### Task details
The job is to find each line in the entries holding the string "Creates" and copy that line.

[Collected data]

......

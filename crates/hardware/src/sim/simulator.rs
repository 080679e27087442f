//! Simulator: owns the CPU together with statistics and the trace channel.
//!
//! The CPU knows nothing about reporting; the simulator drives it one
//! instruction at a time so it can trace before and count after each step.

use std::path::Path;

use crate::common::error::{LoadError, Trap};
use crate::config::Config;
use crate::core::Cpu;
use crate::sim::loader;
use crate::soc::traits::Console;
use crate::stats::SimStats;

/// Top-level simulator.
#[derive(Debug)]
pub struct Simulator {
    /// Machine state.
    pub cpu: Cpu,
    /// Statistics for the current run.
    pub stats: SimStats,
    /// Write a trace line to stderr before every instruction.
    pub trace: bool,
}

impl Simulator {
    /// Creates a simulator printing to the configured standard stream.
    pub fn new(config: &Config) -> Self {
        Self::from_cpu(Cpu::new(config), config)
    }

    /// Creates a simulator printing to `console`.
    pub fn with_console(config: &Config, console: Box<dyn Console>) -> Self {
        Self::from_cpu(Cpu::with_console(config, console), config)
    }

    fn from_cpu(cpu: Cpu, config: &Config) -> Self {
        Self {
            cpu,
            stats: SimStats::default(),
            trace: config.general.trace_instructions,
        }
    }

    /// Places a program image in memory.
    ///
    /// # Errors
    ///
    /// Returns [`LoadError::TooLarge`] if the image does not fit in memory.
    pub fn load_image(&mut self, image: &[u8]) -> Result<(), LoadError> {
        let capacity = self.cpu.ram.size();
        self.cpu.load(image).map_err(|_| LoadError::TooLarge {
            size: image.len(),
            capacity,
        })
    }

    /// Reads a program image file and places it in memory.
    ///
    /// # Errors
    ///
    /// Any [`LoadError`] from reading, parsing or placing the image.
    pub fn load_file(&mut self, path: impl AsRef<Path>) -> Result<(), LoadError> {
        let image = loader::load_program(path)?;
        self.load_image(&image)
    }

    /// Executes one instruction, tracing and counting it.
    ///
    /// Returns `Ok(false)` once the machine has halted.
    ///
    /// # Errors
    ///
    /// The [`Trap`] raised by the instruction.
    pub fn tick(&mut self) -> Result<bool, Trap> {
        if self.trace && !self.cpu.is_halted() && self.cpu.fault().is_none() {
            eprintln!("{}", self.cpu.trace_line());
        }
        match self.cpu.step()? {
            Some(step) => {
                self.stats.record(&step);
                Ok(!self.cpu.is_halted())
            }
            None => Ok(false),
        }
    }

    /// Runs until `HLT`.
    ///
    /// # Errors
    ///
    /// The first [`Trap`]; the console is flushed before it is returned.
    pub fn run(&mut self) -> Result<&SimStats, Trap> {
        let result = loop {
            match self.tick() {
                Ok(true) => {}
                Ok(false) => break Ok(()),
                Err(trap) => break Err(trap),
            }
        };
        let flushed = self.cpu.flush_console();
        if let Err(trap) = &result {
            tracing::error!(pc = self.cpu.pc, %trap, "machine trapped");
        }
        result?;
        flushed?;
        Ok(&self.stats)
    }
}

......

### Task result
    /// Creates a simulator printing to the configured standard stream.
    /// Creates a simulator printing to `console`.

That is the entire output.